[Items from a dataset]
───
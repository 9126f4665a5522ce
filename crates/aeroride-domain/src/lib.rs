//! Domain types shared across all AeroRide services.
//!
//! This crate contains only pure types with no framework dependencies.
//! Import in `usecase/` and `domain/` layers; never in `infra/` or `handlers/`.

pub mod geo;
pub mod id;
pub mod pagination;
pub mod ride;
pub mod user;
pub mod vehicle;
───
» **DIRECTIONS**:
Please make an exact copy of every record, leaving nothing out.

» **RESPONSE TO THE TASK**:
repository 9126f4665a5522ce
filename crates/aeroride-domain/src/lib.rs
//! Domain types shared across all AeroRide services.
//!
//! This crate contains only pure types with no framework dependencies.
//! Import in `usecase/` and `domain/` layers; never in `infra/` or `handlers/`.

pub mod geo;
pub mod id;
pub mod pagination;
pub mod ride;
pub mod user;
pub mod vehicle;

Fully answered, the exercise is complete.